A new NRDC report released today finds that outbreaks of dengue fever - a mosquito-borne disease from the tropics - may be possible in Ohio.
Recent data shows that 20 counties in Ohio now harbor the foreign mosquito species known to transmit the dengue fever virus.
In the United States, the number of physician-reported cases of the disease has more than doubled in the past decade. Nearly 4,000 cases of imported and locally-transmitted dengue were reported to the Centers for Disease Control and Prevention (CDC) between 1995 and 2005, and when the Texas-Mexico border region is included, the number jumps to 10,000 during that time.
International rates of dengue infection have increased 30-fold in the last 50 years, to an estimated 50 to 100 million infections, a half-million hospitalizations, and 22,000 deaths annually in more than 100 countries. In Mexico, Central and South America more than 900,000 dengue fever cases were reported in 2007.
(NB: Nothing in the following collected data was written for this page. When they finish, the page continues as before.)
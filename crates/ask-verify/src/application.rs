//! Application id allow-list.

use std::collections::BTreeSet;

use crate::error::{AuthError, AuthResult};

/// Application ids this endpoint serves. Comparison is exact, byte for byte.
#[derive(Debug, Clone, Default, PartialEq, Eq)]
pub struct AllowedApplications {
    ids: BTreeSet<String>,
}

impl AllowedApplications {
    pub fn new<I, S>(ids: I) -> Self
    where
        I: IntoIterator<Item = S>,
        S: Into<String>,
    {
        ids.into_iter().collect()
    }

    pub fn contains(&self, id: &str) -> bool {
        self.ids.contains(id)
    }

    pub fn is_empty(&self) -> bool {
        self.ids.is_empty()
    }

    pub fn len(&self) -> usize {
        self.ids.len()
    }

    pub fn iter(&self) -> impl Iterator<Item = &str> {
        self.ids.iter().map(String::as_str)
    }

    /// An absent, empty or unknown id is rejected. An empty allow-list
    /// rejects everything.
    pub fn check(&self, claimed: Option<&str>) -> AuthResult<()> {
        match claimed {
            Some(id) if !id.is_empty() && self.contains(id) => Ok(()),
            _ => Err(AuthError::ApplicationIdMismatch {
                claimed: claimed.map(str::to_string),
            }),
        }
    }
}

impl<S: Into<String>> FromIterator<S> for AllowedApplications {
    fn from_iter<I: IntoIterator<Item = S>>(iter: I) -> Self {
        Self {
            ids: iter.into_iter().map(Into::into).collect(),
        }
    }
}
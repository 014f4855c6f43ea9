//! Request authentication for voice-assistant skill endpoints.
//!
//! Every inbound request carries a signature over its raw body and the URL of
//! the signing certificate chain. This crate decides whether a request is
//! authentic, fresh and addressed to this endpoint:
//!
//! - chain URL structure (scheme, host, path prefix, port)
//! - certificate fetch and parse (PEM chain or DER)
//! - certificate validity window and Subject Alternative Name scope
//! - RSA PKCS#1 v1.5 / SHA-1 signature over the exact body bytes
//! - timestamp freshness (replay window)
//! - application id allow-list
//!
//! # Quick Start
//!
//! ```no_run
//! use ask_verify::{AuthConfig, RequestAuthenticator};
//!
//! # async fn example(body: &[u8], chain_url: &str, signature: &str) -> anyhow::Result<()> {
//! let config = AuthConfig::from_env()?;
//! let authenticator = RequestAuthenticator::new(&config)?;
//!
//! let outcome = authenticator
//!     .authenticate_body(body, chain_url, signature)
//!     .await;
//! if let Some(reason) = outcome.reason() {
//!     println!("rejected: {}", reason);
//! }
//! # Ok(())
//! # }
//! ```
//!
//! # Configuration
//!
//! | Environment Variable | Description |
//! |---------------------|-------------|
//! | `ASK_VERIFY_APPLICATION_IDS` | Comma-separated application id allow-list |
//! | `ASK_VERIFY_TIMESTAMP_TOLERANCE` | Freshness tolerance in seconds (default: 30) |
//! | `ASK_VERIFY_FETCH_TIMEOUT` | Certificate fetch timeout in seconds (default: 5) |
//! | `ASK_VERIFY_MAX_CERTIFICATE_BYTES` | Certificate size cap (default: 262144) |
//! | `ASK_VERIFY_SAN_MATCHING` | `legacy` (default) or `exact` |

pub mod application;
pub mod authenticator;
pub mod certificate;
pub mod chain_url;
pub mod claims;
pub mod clock;
pub mod config;
pub mod error;
pub mod protocol;
pub mod signature;
pub mod source;
pub mod timestamp;
pub mod validator;

// Re-export main types
pub use application::AllowedApplications;
pub use authenticator::{AuthenticationRequest, AuthenticationResult, RequestAuthenticator};
pub use certificate::{Certificate, SanEntry};
pub use chain_url::ChainUrlPolicy;
pub use claims::RequestClaims;
pub use clock::{Clock, FixedClock, SystemClock};
pub use config::AuthConfig;
pub use error::{AuthError, AuthResult, ConfigError, RejectionReason, UrlCheck};
pub use signature::verify_signature;
pub use source::{CertificateSource, HttpCertificateSource, StaticCertificateSource};
pub use timestamp::TimestampGuard;
pub use validator::{CertificateValidator, SanMatching};
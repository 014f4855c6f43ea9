//! Process exit codes.
//!
//! Rejections exit with [`RejectionReason::exit_code`](ask_verify::RejectionReason::exit_code)
//! (1 through 7). The codes below cover everything else.

pub const SUCCESS: i32 = 0;
pub const INTERNAL_ERROR: i32 = 10; // Bad input files, config or I/O
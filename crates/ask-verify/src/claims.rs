//! Authentication-relevant fields of a request envelope.
//!
//! Only what the checks need is read; the body is otherwise left to the
//! caller's own request handling.

use serde::Deserialize;

use crate::error::{AuthError, AuthResult};

/// Fields pulled from a JSON request body.
#[derive(Debug, Clone, Default, PartialEq, Eq)]
pub struct RequestClaims {
    pub request_id: Option<String>,
    pub request_type: Option<String>,
    pub timestamp: Option<String>,
    /// `session.application.applicationId`, falling back to
    /// `context.System.application.applicationId` (sessionless requests).
    pub application_id: Option<String>,
}

#[derive(Deserialize)]
struct Envelope {
    #[serde(default)]
    session: Option<Session>,
    #[serde(default)]
    context: Option<Context>,
    request: RequestPart,
}

#[derive(Deserialize)]
struct Session {
    #[serde(default)]
    application: Option<Application>,
}

#[derive(Deserialize)]
struct Context {
    #[serde(default, rename = "System")]
    system: Option<System>,
}

#[derive(Deserialize)]
struct System {
    #[serde(default)]
    application: Option<Application>,
}

#[derive(Deserialize)]
struct Application {
    #[serde(default, rename = "applicationId")]
    application_id: Option<String>,
}

#[derive(Deserialize)]
struct RequestPart {
    #[serde(default, rename = "requestId")]
    request_id: Option<String>,
    #[serde(default, rename = "type")]
    request_type: Option<String>,
    #[serde(default)]
    timestamp: Option<String>,
}

impl RequestClaims {
    /// Decode `raw_body`. Anything that is not a JSON object with a
    /// `request` object and the expected field types is
    /// [`AuthError::MalformedRequest`]; other missing fields are left as
    /// `None` for the individual checks to reject.
    pub fn from_body(raw_body: &[u8]) -> AuthResult<Self> {
        let envelope: Envelope =
            serde_json::from_slice(raw_body).map_err(|e| AuthError::MalformedRequest {
                message: format!("invalid request JSON: {}", e),
            })?;

        let session_app = envelope
            .session
            .and_then(|s| s.application)
            .and_then(|a| a.application_id);
        let context_app = envelope
            .context
            .and_then(|c| c.system)
            .and_then(|s| s.application)
            .and_then(|a| a.application_id);

        Ok(Self {
            request_id: envelope.request.request_id,
            request_type: envelope.request.request_type,
            timestamp: envelope.request.timestamp,
            application_id: session_app.or(context_app),
        })
    }
}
Many factors may be contributing to the rise in dengue fever, including increasing international travel and trade, densely-populated communities living in poverty in many countries including the United States, and the effects of global warming. Researchers project that because of global warming, in the next 75 years 3 billion additional people will become at risk for the disease across the globe.
Known as "Breakbone Fever" because of its classic symptoms, dengue is characterized by agonizing aching in the bones, joints and muscles, a pounding headache, pain behind the eyes, a high fever and a classic rash. There is no cure or vaccine against the virus, only preventative and supportive care.